Caesar's Column eBook

Ignatius Donnelly
This eBook from the Gutenberg Project consists of approximately 355 pages of information about Caesar's Column.

Caesar's Column eBook

Ignatius Donnelly
This eBook from the Gutenberg Project consists of approximately 355 pages of information about Caesar's Column.

“This little incident illustrates the whole matter.  It is not Intellect that rules the world of wealth, it is Cunning. Muscle once dominated mankind—­the muscle of the baron’s right arm; and Intellect had to fly to the priesthood, the monastery, the friar’s gown, for safety.  Now Muscle is the world’s slave, and Cunning is the baron—­the world’s master.

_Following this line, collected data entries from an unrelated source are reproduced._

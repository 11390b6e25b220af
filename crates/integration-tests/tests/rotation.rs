//! Refresh-token rotation: the local delete-then-reissue branch and the
//! Google provider-refresh branch.

use blue_papaya_auth::cache::{SessionCache, refresh_token_key};
use blue_papaya_auth::models::SignUpParams;
use blue_papaya_auth::{AuthError, AuthService};
use blue_papaya_core::{AuthProvider, Email};
use blue_papaya_integration_tests::Harness;

async fn signed_up(h: &Harness) -> (AuthService, blue_papaya_auth::AuthResult) {
    let service = AuthService::new(h.deps.clone());
    let result = service
        .sign_up(SignUpParams {
            name: "alice".to_string(),
            email: Email::parse("alice@x.com").unwrap(),
            password: "pw-alice-1".to_string(),
        })
        .await
        .unwrap();
    (service, result)
}

#[tokio::test]
async fn test_local_rotation_replaces_exactly_one_value() {
    let h = Harness::default();
    let (service, signup) = signed_up(&h).await;
    let key = refresh_token_key(signup.user_id);

    let rotated = service
        .refresh_token(
            &signup.user_id.to_string(),
            AuthProvider::Local,
            &signup.refresh_token,
        )
        .await
        .unwrap();

    // The old token is gone; exactly the new one is present.
    let cached = h.cache.get(&key).await.unwrap().unwrap();
    assert_ne!(cached, signup.refresh_token);
    assert_eq!(cached, rotated.refresh_token);
    assert!(!rotated.is_new_user);
}

#[tokio::test]
async fn test_stale_presented_token_is_refused() {
    let h = Harness::default();
    let (service, signup) = signed_up(&h).await;
    let user_id = signup.user_id.to_string();

    // First rotation wins; replaying the sign-up token must now fail.
    service
        .refresh_token(&user_id, AuthProvider::Local, &signup.refresh_token)
        .await
        .unwrap();

    let err = service
        .refresh_token(&user_id, AuthProvider::Local, &signup.refresh_token)
        .await
        .unwrap_err();
    assert!(matches!(err, AuthError::NoRefreshToken));
}

#[tokio::test]
async fn test_sign_out_revokes_and_blocks_rotation() {
    let h = Harness::default();
    let (service, signup) = signed_up(&h).await;
    let key = refresh_token_key(signup.user_id);
    let user_id = signup.user_id.to_string();

    service
        .sign_out(&user_id, AuthProvider::Local)
        .await
        .unwrap();
    assert_eq!(h.cache.get(&key).await.unwrap(), None);

    let err = service
        .refresh_token(&user_id, AuthProvider::Local, &signup.refresh_token)
        .await
        .unwrap_err();
    assert!(matches!(err, AuthError::NoRefreshToken));

    // Sign-out is idempotent.
    service
        .sign_out(&user_id, AuthProvider::Local)
        .await
        .unwrap();
}

#[tokio::test]
async fn test_malformed_user_id_is_a_parse_error() {
    let h = Harness::default();
    let service = AuthService::new(h.deps.clone());

    let err = service
        .refresh_token("not-a-uuid", AuthProvider::Local, "whatever")
        .await
        .unwrap_err();
    assert!(matches!(err, AuthError::IdParse(_)));
    assert_eq!(err.code(), "id_parse_error");
}

#[tokio::test]
async fn test_google_rotation_keeps_stored_refresh_token() {
    let h = Harness::default();
    let service = AuthService::new(h.deps.clone());

    service.generate_google_auth_url("st-1").await.unwrap();
    let result = service.handle_google_auth("good-code", "st-1").await.unwrap();
    let key = refresh_token_key(result.user_id);
    let stored_before = h.cache.get(&key).await.unwrap().unwrap();

    let rotated = service
        .refresh_token(
            &result.user_id.to_string(),
            AuthProvider::Google,
            &result.refresh_token,
        )
        .await
        .unwrap();

    // Google's refresh token is not rotated; only the access token is new.
    assert_eq!(rotated.refresh_token, stored_before);
    assert_eq!(h.cache.get(&key).await.unwrap().unwrap(), stored_before);
    assert!(rotated.access_token.starts_with("refreshed-from-"));
}

#[tokio::test]
async fn test_google_rotation_with_implausible_expiry_fails_closed() {
    let mut google = blue_papaya_integration_tests::FakeGoogleClient::for_user(
        "g-7",
        "erin@example.com",
        "Erin",
    );
    google.expires_in = u64::MAX;
    let h = Harness::with_google(google);
    let service = AuthService::new(h.deps.clone());

    service.generate_google_auth_url("st-1").await.unwrap();
    let result = service.handle_google_auth("good-code", "st-1").await.unwrap();

    // A provider expiry the calendar cannot hold is refused, not a panic,
    // and the stored session survives untouched.
    let key = refresh_token_key(result.user_id);
    let stored_before = h.cache.get(&key).await.unwrap();
    let err = service
        .refresh_token(
            &result.user_id.to_string(),
            AuthProvider::Google,
            &result.refresh_token,
        )
        .await
        .unwrap_err();
    assert!(matches!(err, AuthError::GoogleToken(_)));
    assert_eq!(h.cache.get(&key).await.unwrap(), stored_before);
}

#[tokio::test]
async fn test_google_rotation_without_stored_token_fails_closed() {
    let h = Harness::default();
    let service = AuthService::new(h.deps.clone());

    let err = service
        .refresh_token(
            &blue_papaya_core::UserId::generate().to_string(),
            AuthProvider::Google,
            "anything",
        )
        .await
        .unwrap_err();
    assert!(matches!(err, AuthError::NoRefreshToken));
}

“Let me give you another illustration:  Ten thousand men are working at a trade.  One of them conceives the scheme of an invention, whereby their productive power is increased tenfold.  Each of them, we will say, had been producing, by his toil, property worth four dollars and a half per day, and his wages were, we will say, one dollar and a half per day.  Now, he is able with the new invention to produce property worth forty-five dollars per day.  Are his wages increased in due proportion, to fifteen dollars per day, or even to five dollars per day?  Not at all. Cunning has stepped in and examined the poor workman’s invention; it has bought it from him for a pittance; it secures a patent—­a monopoly under the shelter of unwise laws.  The workmen still get their $1.50 per day, and Cunning pockets the remainder.  But this is not all:  If one man can now do the work of ten, then there are nine men thrown out of employment.  But the nine men must live; they want the one man’s place; they are hungry; they will work for less; and down go wages, until they reach the lowest limit at which the workmen can possibly live.  Society has produced one millionaire and thousands of paupers.  The millionaire cannot eat any more or wear any more than one prosperous yeoman, and therefore is of no more value to trade and commerce; but the thousands of paupers have to be supported by the tax-payers, and they have no money to spend, and they cannot buy the goods of the merchants, or the manufacturers, and all business languishes.  In short, the most utterly useless, destructive and damnable crop a country can grow is—­millionaires.  If a community were to send. to India and import a lot of man-eating tigers, and turn them loose on the streets, to prey on men, women and children, they would not inflict a tithe of the misery that is caused by a like number of millionaires.  And there would be this further disadvantage:  the inhabitants of the city could turn out and kill the tigers, but the human destroyers are protected by the benevolent laws of the very people they are immolating on the altars of wretchedness and vice.”

“But what is your remedy?” asked Max.

“Government,” I replied; “government—­national, state and municipal—­is the key to the future of the human race.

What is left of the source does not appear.